This text is from: Dictionary of Greek and Roman Geography (1854) (ed. William Smith, LLD). Cited June 2004 from The Perseus Project URL below, which contains interesting hyperlinks


Tenea

ΤΕΝΕΑ (Αρχαία πόλη) ΚΟΡΙΝΘΙΑ
  Eth. Teneates. The most important place in the Corinthia after the city of Corinth and her port towns, was situated south of the capital, and at the distance of 60 stadia from the latter, according to Pausanias. The southern gate of Corinth was called the Teneatic, from its leading to Tenea. Stephanus describes Tenea as lying between Corinth and Mycenae. The Teneatae claimed descent from the inhabitants of Tenedos, who were brought over from Troy as prisoners, and settled by Agamemnon in this part of the Corinthia; and they said that it was in consequence of their Trojan origin that they worshipped Apollo above all the other gods. (Pans. ii. 5. § 4.) Strabo also mentions here the temple of Apollo Teneates, and says that Tenea and Tenedos had a common origin in Tennis, the son of Cycnus. (Strab. viii. p. 380.) According to Dionysius, however, Tenea was of late foundation. (Cic. ad Att. vi. 2. 3) It was at Tenea that Oedipus was said to have passed his childhood. It was also from this place that Archias took the greater number of the colonists with whom he founded Syracuse. After the destruction of Corinth by Mummius, Tenea had the good fortune to continue undisturbed, because it is said to have assisted the Romans against Corinth. We cannot, however, suppose that an insignificant place like Tenea could have acted in opposition to Corinth and the Achaean League; and it is more probable that the Teneatae were spared by Mummius in consequence of their pretended Trojan descent and consequent affinity with the Romans themselves. However this may be, their good fortune gave rise to the line: eudaimon ho Korinthos, ego d eien Teneates.
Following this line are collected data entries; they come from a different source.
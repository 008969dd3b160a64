//! JSON configuration, calibration jobs and reports.

use groundplane_core::{
    Corner, DevicePose, FrameDimensions, LateralReference, SideOverflowPolicy, DEFAULT_FOV_DEG,
    DEFAULT_HEIGHT_CM, DEFAULT_OUTPUT_SCALE, DEFAULT_RASTER_DIVISIONS,
};
use log::{info, warn};
use nalgebra::Point2;
use serde::{Deserialize, Serialize};
use std::{
    fs,
    path::{Path, PathBuf},
};

use crate::{CalibrationSession, CalibrationSnapshot, CalibrationStage, SessionError};

#[derive(thiserror::Error, Debug)]
pub enum ConfigError {
    #[error(transparent)]
    Io(#[from] std::io::Error),
    #[error(transparent)]
    Json(#[from] serde_json::Error),
}

/// Sensor geometry and mapping options for a calibration session.
#[derive(Clone, Debug, PartialEq, Serialize, Deserialize)]
#[serde(default)]
pub struct SessionConfig {
    pub frame: FrameDimensions,
    /// Mounting height above the floor.
    pub height_cm: f64,
    /// Full field of view.
    pub fov_deg: f64,
    /// Grid cells across the quadrilateral used for rasterization.
    pub raster_divisions: u32,
    /// Scale applied to world coordinates (0.1 turns cm into output units).
    pub output_scale: f64,
    pub classifier_policy: SideOverflowPolicy,
    pub lateral_reference: LateralReference,
    pub heading_deg: f64,
    pub origin: Point2<f64>,
}

impl Default for SessionConfig {
    fn default() -> Self {
        Self {
            frame: FrameDimensions::default(),
            height_cm: DEFAULT_HEIGHT_CM,
            fov_deg: DEFAULT_FOV_DEG,
            raster_divisions: DEFAULT_RASTER_DIVISIONS,
            output_scale: DEFAULT_OUTPUT_SCALE,
            classifier_policy: SideOverflowPolicy::default(),
            lateral_reference: LateralReference::default(),
            heading_deg: 0.0,
            origin: Point2::origin(),
        }
    }
}

impl SessionConfig {
    pub fn initial_pose(&self) -> DevicePose {
        DevicePose::new(self.origin, self.heading_deg.to_radians())
    }

    pub fn load_json(path: impl AsRef<Path>) -> Result<Self, ConfigError> {
        let raw = fs::read_to_string(path)?;
        Ok(serde_json::from_str(&raw)?)
    }

    pub fn write_json(&self, path: impl AsRef<Path>) -> Result<(), ConfigError> {
        fs::write(path, serde_json::to_string_pretty(self)?)?;
        Ok(())
    }
}

/// Depth reading to be mapped into world coordinates.
#[derive(Clone, Copy, Debug, PartialEq, Serialize, Deserialize)]
pub struct DepthQuery {
    pub raw_depth: f64,
    pub x_on_image_px: f64,
}

/// Everything needed for one offline calibration run.
#[derive(Clone, Debug, PartialEq, Serialize, Deserialize)]
pub struct CalibrationJob {
    #[serde(default)]
    pub config: SessionConfig,
    pub tilt_deg: f64,
    /// Raw depth sample at the frame center.
    pub center_raw_depth: f64,
    /// The four floor points picked in the image.
    pub points: Vec<Point2<f64>>,
    /// Image points to rectify.
    #[serde(default)]
    pub image_queries: Vec<Point2<f64>>,
    #[serde(default)]
    pub depth_queries: Vec<DepthQuery>,
    #[serde(default)]
    pub output_path: Option<String>,
}

impl CalibrationJob {
    pub fn load_json(path: impl AsRef<Path>) -> Result<Self, ConfigError> {
        let raw = fs::read_to_string(path)?;
        Ok(serde_json::from_str(&raw)?)
    }

    pub fn write_json(&self, path: impl AsRef<Path>) -> Result<(), ConfigError> {
        fs::write(path, serde_json::to_string_pretty(self)?)?;
        Ok(())
    }

    /// Where the report goes; `None` means stdout.
    pub fn output_path(&self) -> Option<PathBuf> {
        self.output_path.as_ref().map(PathBuf::from)
    }

    /// Calibrate a fresh session and evaluate every query.
    ///
    /// Calibration failures are recorded in the report; queries are only
    /// evaluated against a fully calibrated session.
    pub fn run(&self) -> CalibrationReport {
        let mut session = CalibrationSession::new(self.config.clone());
        let calibrated = session
            .calibrate_tilt(self.tilt_deg, self.center_raw_depth)
            .and_then(|_| session.calibrate_quadrilateral(&self.points));

        let mut report = CalibrationReport::new(&session);
        if let Err(err) = calibrated {
            warn!("calibration failed: {err}");
            report.error = Some(err.to_string());
            return report;
        }
        info!("calibration complete");

        report.image_queries = self
            .image_queries
            .iter()
            .map(|&p| ImageQueryResult::evaluate(&session, p))
            .collect();
        report.depth_queries = self
            .depth_queries
            .iter()
            .map(|&q| DepthQueryResult::evaluate(&session, q))
            .collect();
        report
    }
}

#[derive(Clone, Debug, PartialEq, Serialize, Deserialize)]
pub struct ImageQueryResult {
    pub input: Point2<f64>,
    #[serde(default)]
    pub rectified: Option<Point2<f64>>,
    #[serde(default)]
    pub perspective_frame_x: Option<f64>,
    #[serde(default)]
    pub error: Option<String>,
}

impl ImageQueryResult {
    fn evaluate(session: &CalibrationSession, input: Point2<f64>) -> Self {
        let mut errors = Vec::new();
        let rectified = record(session.project(input), &mut errors);
        let perspective_frame_x = record(session.perspective_frame_offset(input), &mut errors);
        Self {
            input,
            rectified,
            perspective_frame_x,
            error: (!errors.is_empty()).then(|| errors.join("; ")),
        }
    }
}

#[derive(Clone, Debug, PartialEq, Serialize, Deserialize)]
pub struct DepthQueryResult {
    pub query: DepthQuery,
    #[serde(default)]
    pub world: Option<Point2<f64>>,
    #[serde(default)]
    pub error: Option<String>,
}

impl DepthQueryResult {
    fn evaluate(session: &CalibrationSession, query: DepthQuery) -> Self {
        let mut errors = Vec::new();
        let world = record(
            session.map_depth_sample_to_world(query.raw_depth, query.x_on_image_px),
            &mut errors,
        );
        Self {
            query,
            world,
            error: errors.pop(),
        }
    }
}

fn record<T>(result: Result<T, SessionError>, errors: &mut Vec<String>) -> Option<T> {
    result.map_err(|err| errors.push(err.to_string())).ok()
}

/// Output of a calibration run.
#[derive(Clone, Debug, PartialEq, Serialize, Deserialize)]
pub struct CalibrationReport {
    pub stage: CalibrationStage,
    #[serde(default)]
    pub error: Option<String>,
    /// Classified corners in TL, TR, BL, BR order.
    #[serde(default)]
    pub corners: Option<[Point2<f64>; 4]>,
    /// Transform coefficients `(a, b, c, d, e, f, g, h)`.
    #[serde(default)]
    pub transform: Option<[f64; 8]>,
    pub snapshot: CalibrationSnapshot,
    #[serde(default)]
    pub image_queries: Vec<ImageQueryResult>,
    #[serde(default)]
    pub depth_queries: Vec<DepthQueryResult>,
}

impl CalibrationReport {
    pub fn new(session: &CalibrationSession) -> Self {
        let corners = session.quadrilateral().and_then(|q| {
            let [tl, tr, bl, br] = Corner::ALL.map(|c| q.corner(c));
            Some([tl?, tr?, bl?, br?])
        });
        Self {
            stage: session.stage(),
            error: None,
            corners,
            transform: session.transform().map(|t| t.coefficients()),
            snapshot: session.snapshot(),
            image_queries: Vec::new(),
            depth_queries: Vec::new(),
        }
    }

    pub fn is_success(&self) -> bool {
        self.error.is_none()
    }

    pub fn load_json(path: impl AsRef<Path>) -> Result<Self, ConfigError> {
        let raw = fs::read_to_string(path)?;
        Ok(serde_json::from_str(&raw)?)
    }

    pub fn write_json(&self, path: impl AsRef<Path>) -> Result<(), ConfigError> {
        fs::write(path, serde_json::to_string_pretty(self)?)?;
        Ok(())
    }
}

#[cfg(test)]
mod tests {
    use super::*;

    #[test]
    fn empty_object_yields_reference_rig_defaults() {
        let cfg: SessionConfig = serde_json::from_str("{}").unwrap();
        assert_eq!(cfg, SessionConfig::default());
        assert_eq!(cfg.frame, FrameDimensions::new(640, 480));
        assert_eq!(cfg.height_cm, 38.0);
        assert_eq!(cfg.fov_deg, 62.7);
        assert_eq!(cfg.raster_divisions, 4);
        assert_eq!(cfg.output_scale, 0.1);
    }

    #[test]
    fn enums_use_snake_case() {
        let cfg: SessionConfig = serde_json::from_str(
            r#"{ "classifier_policy": "reject", "lateral_reference": "frame_center" }"#,
        )
        .unwrap();
        assert_eq!(cfg.classifier_policy, SideOverflowPolicy::Reject);
        assert_eq!(cfg.lateral_reference, LateralReference::FrameCenter);
    }

    #[test]
    fn job_runs_and_reports_failures() {
        let job = CalibrationJob {
            config: SessionConfig::default(),
            tilt_deg: 0.0,
            center_raw_depth: 600.0,
            points: vec![],
            image_queries: vec![Point2::new(1.0, 1.0)],
            depth_queries: vec![],
            output_path: None,
        };
        let report = job.run();
        assert!(!report.is_success());
        assert_eq!(report.stage, CalibrationStage::Uninitialized);
        assert!(report.image_queries.is_empty());
    }

    #[test]
    fn minimal_job_uses_defaults() {
        let job: CalibrationJob = serde_json::from_str(
            r#"{ "tilt_deg": 45.0, "center_raw_depth": 600.0, "points": [] }"#,
        )
        .unwrap();
        assert_eq!(job.config, SessionConfig::default());
        assert!(job.image_queries.is_empty());
        assert!(job.output_path().is_none());
    }
}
  Tenea lay in the mountain valley through which flows the river that falls into the Corinthian gulf to the east of Corinth. In this valley are three places at which vases and other antiquities have been discovered, namely, at the two villages of Chilimodi and Klenia, both on the road to Nauplia, and the latter at the very foot of the ancient road Contoporia, and at the village of Athiki, an hour east of Chilimodi, on the road to Sophiko. In the fields of Athiki there was found an ancient statue of Apollo, a striking confirmation of the prevalence of the worship of this god in the district. The Teneatae would therefore appear to have dwelt in scattered abodes at these three spots and in the intervening country; but the village of Tenea, properly so called, was probably at Chilimodi, since the distance from this place to Corinth corresponds to the 60 stadia of Pausanias.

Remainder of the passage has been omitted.